***** EXERCISE INPUT *****

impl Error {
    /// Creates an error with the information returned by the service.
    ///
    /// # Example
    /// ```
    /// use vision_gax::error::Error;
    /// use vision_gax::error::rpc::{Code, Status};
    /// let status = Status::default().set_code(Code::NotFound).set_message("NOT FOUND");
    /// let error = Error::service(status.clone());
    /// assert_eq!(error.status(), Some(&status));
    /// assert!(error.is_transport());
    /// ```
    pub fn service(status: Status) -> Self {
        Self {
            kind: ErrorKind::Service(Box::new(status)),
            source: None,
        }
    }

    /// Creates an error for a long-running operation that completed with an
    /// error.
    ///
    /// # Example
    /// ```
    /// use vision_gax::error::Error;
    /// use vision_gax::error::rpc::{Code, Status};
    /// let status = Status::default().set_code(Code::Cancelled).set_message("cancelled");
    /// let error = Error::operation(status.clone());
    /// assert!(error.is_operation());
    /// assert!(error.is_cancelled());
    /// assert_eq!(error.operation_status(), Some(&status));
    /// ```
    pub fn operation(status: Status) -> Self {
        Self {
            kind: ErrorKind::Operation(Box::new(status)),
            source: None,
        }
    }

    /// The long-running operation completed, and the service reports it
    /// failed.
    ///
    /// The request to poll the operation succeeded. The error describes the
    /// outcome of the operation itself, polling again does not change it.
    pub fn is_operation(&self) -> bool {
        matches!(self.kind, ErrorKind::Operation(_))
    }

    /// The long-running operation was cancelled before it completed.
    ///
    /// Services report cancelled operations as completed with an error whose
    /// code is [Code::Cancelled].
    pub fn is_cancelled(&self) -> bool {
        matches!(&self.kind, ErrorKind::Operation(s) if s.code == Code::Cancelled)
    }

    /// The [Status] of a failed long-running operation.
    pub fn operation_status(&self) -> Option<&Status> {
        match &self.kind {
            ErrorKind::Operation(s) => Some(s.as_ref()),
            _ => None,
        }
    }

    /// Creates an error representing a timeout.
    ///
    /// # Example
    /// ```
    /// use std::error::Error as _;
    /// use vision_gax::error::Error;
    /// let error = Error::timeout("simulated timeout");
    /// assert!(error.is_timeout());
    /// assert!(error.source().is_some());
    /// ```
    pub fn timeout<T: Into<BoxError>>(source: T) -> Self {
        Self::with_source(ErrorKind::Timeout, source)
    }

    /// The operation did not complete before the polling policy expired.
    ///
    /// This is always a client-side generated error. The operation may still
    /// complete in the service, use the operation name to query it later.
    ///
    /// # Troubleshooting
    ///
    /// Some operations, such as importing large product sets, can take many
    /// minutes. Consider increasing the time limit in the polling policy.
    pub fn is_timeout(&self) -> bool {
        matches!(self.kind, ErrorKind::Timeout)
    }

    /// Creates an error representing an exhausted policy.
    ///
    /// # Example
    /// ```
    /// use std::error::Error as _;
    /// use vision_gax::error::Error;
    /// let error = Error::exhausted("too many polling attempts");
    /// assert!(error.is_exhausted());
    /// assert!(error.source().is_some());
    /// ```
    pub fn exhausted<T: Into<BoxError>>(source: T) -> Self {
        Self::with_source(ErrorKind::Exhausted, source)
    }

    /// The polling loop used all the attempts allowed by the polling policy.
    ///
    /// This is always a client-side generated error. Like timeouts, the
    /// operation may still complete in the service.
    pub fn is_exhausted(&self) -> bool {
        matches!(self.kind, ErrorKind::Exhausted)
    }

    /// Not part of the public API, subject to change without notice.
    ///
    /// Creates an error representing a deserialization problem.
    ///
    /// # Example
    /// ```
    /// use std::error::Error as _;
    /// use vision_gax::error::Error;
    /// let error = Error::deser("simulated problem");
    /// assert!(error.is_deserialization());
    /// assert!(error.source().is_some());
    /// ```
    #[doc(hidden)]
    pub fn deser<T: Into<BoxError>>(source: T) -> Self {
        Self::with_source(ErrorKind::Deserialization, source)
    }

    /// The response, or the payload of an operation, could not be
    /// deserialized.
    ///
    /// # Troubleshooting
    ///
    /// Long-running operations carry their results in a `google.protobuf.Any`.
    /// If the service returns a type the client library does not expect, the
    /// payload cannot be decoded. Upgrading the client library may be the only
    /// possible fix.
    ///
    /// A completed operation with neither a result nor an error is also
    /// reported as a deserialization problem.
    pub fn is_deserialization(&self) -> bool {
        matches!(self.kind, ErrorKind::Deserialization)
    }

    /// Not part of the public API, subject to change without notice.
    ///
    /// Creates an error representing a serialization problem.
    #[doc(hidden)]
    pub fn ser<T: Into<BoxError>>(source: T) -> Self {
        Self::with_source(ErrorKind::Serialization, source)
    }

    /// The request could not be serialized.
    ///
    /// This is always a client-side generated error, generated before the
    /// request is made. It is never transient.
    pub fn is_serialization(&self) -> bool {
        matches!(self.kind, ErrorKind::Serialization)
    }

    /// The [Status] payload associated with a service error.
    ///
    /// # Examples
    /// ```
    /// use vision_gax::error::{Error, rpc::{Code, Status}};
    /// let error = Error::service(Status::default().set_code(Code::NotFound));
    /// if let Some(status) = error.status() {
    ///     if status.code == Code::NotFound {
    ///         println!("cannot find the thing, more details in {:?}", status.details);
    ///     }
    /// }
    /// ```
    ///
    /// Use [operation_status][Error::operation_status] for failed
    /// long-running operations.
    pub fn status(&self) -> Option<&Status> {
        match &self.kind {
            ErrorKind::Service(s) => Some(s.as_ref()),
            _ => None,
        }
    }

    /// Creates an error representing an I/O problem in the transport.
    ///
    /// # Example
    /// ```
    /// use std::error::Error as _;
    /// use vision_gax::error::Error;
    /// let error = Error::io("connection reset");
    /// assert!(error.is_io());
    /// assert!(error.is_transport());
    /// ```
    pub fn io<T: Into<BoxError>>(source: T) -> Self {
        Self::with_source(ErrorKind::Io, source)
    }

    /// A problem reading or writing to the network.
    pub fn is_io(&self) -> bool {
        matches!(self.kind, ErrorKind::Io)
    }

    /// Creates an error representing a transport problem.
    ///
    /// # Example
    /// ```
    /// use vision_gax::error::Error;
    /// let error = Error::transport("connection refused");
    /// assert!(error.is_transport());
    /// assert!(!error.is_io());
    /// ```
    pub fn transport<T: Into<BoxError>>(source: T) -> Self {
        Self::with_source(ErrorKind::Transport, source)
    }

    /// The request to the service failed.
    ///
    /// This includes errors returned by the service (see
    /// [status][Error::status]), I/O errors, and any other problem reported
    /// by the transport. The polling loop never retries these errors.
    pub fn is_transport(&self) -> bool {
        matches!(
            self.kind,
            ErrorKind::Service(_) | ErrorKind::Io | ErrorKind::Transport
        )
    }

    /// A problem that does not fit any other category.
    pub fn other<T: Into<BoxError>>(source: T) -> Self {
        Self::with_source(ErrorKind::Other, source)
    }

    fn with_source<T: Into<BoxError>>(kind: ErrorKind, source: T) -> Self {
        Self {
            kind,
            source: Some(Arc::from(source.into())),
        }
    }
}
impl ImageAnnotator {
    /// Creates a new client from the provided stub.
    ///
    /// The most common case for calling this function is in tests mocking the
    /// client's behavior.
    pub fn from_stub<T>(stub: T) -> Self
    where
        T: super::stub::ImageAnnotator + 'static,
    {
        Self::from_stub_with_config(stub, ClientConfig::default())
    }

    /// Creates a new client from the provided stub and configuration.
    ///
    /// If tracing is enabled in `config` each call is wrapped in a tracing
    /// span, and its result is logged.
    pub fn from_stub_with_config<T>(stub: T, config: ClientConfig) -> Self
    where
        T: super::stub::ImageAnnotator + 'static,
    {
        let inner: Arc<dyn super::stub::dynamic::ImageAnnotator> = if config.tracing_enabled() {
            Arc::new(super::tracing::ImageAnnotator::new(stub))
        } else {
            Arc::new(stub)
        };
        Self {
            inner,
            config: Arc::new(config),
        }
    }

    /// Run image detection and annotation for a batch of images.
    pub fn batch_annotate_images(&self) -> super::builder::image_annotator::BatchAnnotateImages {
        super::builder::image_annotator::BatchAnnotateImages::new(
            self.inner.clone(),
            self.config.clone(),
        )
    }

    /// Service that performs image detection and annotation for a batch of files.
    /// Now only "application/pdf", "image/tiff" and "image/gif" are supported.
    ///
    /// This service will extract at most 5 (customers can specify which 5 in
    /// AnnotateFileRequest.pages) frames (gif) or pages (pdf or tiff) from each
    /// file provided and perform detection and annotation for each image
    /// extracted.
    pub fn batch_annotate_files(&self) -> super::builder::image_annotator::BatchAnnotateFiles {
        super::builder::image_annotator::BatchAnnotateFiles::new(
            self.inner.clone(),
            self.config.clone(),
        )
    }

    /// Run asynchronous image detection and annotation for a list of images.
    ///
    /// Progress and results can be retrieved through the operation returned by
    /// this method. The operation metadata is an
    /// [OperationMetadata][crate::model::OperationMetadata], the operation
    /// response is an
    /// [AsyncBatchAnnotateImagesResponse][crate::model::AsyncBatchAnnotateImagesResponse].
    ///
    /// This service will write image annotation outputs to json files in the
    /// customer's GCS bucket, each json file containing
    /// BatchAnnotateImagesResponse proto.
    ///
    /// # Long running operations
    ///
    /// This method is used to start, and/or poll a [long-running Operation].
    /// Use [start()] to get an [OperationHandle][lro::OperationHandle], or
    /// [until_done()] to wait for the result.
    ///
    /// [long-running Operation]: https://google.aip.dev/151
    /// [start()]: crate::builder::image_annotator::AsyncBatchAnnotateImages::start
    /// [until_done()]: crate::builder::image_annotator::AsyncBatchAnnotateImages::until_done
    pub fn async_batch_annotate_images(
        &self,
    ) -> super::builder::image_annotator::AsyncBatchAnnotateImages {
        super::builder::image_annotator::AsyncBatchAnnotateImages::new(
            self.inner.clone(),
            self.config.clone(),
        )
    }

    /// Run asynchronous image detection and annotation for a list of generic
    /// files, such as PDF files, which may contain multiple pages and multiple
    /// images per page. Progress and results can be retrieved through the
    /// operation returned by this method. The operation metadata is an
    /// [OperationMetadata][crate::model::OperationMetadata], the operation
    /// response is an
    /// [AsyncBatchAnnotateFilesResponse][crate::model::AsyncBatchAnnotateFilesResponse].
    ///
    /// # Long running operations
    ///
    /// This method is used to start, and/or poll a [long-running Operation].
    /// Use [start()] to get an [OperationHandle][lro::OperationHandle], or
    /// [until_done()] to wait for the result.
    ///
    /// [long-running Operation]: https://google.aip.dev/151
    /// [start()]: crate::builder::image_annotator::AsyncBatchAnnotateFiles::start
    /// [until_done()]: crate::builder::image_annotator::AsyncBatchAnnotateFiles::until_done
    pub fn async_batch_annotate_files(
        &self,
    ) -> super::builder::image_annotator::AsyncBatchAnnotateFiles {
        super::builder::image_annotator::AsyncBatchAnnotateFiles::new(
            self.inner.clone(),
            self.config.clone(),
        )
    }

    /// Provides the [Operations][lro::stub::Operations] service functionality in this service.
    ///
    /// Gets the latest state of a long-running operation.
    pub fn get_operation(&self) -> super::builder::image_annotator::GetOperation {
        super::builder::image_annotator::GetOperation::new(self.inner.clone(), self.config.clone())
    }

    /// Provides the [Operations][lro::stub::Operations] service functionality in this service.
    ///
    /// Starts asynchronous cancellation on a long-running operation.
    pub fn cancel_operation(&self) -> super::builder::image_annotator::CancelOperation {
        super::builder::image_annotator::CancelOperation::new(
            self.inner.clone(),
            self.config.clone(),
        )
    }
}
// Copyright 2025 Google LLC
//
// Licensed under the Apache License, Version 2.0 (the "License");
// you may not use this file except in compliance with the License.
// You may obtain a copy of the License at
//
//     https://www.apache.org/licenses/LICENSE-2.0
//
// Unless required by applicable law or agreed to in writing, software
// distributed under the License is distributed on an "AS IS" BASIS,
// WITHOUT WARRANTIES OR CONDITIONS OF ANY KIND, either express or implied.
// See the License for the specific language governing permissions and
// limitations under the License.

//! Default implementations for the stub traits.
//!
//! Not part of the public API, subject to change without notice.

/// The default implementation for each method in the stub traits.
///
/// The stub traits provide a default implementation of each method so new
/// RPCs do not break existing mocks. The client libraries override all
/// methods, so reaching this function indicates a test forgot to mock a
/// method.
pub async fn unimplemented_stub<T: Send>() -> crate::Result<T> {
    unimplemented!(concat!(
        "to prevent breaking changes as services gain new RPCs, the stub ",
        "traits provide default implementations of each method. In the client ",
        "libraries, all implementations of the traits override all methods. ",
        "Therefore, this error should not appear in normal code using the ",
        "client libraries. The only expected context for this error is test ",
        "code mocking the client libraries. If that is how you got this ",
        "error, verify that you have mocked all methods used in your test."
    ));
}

*****
***** EXERCISE INPUT *****

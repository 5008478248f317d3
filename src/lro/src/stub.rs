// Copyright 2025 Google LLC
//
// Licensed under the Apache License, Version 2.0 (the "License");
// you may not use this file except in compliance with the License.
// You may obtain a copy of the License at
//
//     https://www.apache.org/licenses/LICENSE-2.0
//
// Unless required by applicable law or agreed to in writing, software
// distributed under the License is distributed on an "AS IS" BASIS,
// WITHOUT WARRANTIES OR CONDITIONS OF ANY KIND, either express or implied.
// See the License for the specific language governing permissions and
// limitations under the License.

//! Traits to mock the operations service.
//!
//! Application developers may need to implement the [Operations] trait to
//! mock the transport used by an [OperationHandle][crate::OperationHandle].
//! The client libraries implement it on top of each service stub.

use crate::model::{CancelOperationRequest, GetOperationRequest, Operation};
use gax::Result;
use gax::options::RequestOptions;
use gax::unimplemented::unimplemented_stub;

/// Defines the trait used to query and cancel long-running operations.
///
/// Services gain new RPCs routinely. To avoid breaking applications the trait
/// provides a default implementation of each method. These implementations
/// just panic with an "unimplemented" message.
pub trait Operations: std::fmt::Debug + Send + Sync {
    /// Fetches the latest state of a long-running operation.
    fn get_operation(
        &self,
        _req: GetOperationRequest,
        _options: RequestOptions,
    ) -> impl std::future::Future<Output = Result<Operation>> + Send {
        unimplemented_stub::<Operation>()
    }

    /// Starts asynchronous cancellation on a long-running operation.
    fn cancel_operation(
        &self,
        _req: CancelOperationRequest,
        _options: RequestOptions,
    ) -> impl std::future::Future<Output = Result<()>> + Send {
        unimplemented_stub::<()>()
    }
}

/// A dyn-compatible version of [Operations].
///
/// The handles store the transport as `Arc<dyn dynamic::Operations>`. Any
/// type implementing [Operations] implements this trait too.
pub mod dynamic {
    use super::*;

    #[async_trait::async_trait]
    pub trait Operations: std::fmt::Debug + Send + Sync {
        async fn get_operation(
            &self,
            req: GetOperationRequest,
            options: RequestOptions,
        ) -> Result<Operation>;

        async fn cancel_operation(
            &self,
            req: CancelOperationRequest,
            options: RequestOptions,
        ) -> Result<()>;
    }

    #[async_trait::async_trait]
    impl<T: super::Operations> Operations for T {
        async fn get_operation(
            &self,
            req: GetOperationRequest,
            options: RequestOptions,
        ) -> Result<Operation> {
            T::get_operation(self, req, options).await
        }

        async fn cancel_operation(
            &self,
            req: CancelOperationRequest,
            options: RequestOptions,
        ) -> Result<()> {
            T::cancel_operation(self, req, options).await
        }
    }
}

*****
***** EXERCISE INPUT *****

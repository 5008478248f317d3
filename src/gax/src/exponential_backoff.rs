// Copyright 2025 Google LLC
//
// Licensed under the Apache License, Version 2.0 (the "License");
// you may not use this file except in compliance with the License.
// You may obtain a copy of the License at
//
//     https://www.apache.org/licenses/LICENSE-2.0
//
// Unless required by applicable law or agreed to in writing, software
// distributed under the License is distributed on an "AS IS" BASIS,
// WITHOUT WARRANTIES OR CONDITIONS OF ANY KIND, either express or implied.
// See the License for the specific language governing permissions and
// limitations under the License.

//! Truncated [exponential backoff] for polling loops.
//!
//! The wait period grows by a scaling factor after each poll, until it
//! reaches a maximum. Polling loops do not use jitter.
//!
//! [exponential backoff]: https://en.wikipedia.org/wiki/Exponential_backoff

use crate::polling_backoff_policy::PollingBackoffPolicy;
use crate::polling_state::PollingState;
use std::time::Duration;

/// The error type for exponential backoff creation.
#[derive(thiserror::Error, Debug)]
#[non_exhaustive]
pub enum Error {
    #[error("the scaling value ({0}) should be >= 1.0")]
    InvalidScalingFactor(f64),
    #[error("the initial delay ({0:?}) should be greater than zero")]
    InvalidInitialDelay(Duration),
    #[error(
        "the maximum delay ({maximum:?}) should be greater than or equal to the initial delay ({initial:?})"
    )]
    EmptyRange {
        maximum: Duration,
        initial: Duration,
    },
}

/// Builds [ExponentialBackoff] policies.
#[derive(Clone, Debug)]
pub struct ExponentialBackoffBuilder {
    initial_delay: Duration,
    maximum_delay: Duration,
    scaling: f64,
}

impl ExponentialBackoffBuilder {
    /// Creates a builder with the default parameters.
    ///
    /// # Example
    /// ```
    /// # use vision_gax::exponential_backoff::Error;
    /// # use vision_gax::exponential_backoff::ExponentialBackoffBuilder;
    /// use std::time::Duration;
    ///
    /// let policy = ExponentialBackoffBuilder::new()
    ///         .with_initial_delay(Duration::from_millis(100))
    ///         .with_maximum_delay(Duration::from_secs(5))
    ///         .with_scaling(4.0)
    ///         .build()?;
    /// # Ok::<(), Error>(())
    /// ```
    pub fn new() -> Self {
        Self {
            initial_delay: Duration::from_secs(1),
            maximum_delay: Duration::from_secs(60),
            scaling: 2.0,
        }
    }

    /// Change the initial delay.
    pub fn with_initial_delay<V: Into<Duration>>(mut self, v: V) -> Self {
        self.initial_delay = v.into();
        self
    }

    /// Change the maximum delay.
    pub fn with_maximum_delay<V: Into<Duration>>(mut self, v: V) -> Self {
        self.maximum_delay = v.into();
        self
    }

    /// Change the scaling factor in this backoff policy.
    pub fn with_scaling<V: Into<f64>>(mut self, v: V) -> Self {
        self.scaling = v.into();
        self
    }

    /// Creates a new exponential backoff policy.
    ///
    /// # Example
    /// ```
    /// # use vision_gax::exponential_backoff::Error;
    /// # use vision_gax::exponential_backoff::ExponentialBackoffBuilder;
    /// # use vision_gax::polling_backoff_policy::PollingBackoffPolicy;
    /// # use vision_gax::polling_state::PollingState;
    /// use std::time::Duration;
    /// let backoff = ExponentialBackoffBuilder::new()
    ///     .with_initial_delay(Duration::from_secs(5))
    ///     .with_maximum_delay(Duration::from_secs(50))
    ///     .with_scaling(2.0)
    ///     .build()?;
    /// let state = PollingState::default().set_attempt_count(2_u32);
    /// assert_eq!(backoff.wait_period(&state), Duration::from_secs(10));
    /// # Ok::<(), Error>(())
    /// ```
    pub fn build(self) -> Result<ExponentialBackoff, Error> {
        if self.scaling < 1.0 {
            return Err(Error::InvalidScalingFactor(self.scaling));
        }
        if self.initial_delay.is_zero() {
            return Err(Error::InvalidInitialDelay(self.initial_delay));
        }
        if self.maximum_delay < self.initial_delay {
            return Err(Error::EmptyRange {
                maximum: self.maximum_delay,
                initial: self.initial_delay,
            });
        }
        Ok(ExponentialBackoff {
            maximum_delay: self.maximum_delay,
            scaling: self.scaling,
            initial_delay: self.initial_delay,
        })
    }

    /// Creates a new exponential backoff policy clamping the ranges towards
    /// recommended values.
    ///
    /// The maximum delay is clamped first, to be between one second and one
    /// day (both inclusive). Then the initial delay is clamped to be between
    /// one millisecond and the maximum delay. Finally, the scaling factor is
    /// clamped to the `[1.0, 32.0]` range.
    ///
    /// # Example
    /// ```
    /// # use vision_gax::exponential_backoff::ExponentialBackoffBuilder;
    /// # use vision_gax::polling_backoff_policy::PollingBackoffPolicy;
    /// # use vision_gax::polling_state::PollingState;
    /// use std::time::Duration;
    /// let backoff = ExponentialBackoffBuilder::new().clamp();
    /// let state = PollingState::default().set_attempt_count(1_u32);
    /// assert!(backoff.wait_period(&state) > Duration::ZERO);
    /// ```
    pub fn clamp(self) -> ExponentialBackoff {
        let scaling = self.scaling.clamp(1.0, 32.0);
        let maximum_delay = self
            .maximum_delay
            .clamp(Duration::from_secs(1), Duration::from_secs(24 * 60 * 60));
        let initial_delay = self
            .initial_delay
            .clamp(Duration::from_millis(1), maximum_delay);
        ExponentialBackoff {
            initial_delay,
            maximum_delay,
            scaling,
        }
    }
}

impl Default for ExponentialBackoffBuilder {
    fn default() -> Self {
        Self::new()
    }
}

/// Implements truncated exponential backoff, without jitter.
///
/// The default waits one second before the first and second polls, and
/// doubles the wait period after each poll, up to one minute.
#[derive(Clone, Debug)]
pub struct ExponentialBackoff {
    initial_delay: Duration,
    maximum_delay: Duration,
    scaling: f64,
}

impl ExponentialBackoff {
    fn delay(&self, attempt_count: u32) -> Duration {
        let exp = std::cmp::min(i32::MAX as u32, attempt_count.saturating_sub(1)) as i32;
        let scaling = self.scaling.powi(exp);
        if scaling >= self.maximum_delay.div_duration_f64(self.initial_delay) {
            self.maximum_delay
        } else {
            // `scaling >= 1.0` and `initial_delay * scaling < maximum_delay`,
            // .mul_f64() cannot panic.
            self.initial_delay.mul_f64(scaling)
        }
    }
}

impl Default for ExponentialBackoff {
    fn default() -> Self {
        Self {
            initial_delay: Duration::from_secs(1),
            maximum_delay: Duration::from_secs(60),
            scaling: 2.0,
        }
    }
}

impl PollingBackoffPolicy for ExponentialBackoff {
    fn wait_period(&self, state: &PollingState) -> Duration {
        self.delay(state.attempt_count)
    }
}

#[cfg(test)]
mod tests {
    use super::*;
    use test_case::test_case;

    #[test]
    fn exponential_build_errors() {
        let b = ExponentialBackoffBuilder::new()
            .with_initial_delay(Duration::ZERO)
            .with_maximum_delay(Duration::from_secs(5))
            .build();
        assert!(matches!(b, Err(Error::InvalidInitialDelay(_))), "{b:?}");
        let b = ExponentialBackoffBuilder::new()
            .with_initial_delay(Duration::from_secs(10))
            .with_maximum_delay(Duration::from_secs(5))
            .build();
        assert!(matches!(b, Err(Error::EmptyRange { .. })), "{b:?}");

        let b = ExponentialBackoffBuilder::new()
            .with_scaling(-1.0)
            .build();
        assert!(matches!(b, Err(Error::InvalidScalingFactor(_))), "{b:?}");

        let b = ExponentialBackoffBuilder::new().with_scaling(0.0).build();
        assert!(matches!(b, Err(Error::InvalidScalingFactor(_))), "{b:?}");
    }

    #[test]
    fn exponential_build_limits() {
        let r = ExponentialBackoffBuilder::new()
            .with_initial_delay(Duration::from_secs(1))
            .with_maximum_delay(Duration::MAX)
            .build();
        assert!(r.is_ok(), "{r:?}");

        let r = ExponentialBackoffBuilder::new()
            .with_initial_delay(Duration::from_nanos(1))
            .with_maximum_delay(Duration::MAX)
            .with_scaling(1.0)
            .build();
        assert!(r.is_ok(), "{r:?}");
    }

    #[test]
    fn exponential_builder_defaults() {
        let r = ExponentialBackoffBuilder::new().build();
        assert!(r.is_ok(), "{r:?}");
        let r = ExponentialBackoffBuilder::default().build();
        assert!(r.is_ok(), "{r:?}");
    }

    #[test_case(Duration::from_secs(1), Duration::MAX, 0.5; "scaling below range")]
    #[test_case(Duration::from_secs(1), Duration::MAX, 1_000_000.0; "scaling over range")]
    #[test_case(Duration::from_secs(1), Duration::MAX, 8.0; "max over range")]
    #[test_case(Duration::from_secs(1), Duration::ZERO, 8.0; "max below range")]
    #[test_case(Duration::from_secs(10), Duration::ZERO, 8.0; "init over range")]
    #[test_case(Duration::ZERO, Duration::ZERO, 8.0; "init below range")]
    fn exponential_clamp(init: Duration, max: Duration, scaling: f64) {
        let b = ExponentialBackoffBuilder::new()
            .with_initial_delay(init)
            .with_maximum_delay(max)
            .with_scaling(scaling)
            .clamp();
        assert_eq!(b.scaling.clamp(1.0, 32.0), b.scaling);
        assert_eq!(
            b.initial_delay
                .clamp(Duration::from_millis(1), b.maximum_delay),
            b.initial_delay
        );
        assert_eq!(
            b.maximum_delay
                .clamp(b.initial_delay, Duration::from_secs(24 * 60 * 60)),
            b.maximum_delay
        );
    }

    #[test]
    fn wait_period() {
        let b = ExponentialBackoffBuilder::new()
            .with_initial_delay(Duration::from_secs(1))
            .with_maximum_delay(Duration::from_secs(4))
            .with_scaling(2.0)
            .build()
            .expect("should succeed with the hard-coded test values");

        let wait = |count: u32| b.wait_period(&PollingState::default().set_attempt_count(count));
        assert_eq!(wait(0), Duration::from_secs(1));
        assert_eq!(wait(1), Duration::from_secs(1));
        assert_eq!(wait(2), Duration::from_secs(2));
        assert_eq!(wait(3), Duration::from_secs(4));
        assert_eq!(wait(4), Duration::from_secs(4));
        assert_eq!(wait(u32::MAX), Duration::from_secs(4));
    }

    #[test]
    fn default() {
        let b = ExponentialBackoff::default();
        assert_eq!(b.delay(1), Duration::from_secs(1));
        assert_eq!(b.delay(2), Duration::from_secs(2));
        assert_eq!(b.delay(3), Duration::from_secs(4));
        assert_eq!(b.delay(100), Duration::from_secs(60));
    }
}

*****

TASK INSTRUCTIONS:
Look through the listing and return each line containing the word "only".

THE ANSWER:
    /// payload cannot be decoded. Upgrading the client library may be the only
    /// Now only "application/pdf", "image/tiff" and "image/gif" are supported.
        "client libraries. The only expected context for this error is test ",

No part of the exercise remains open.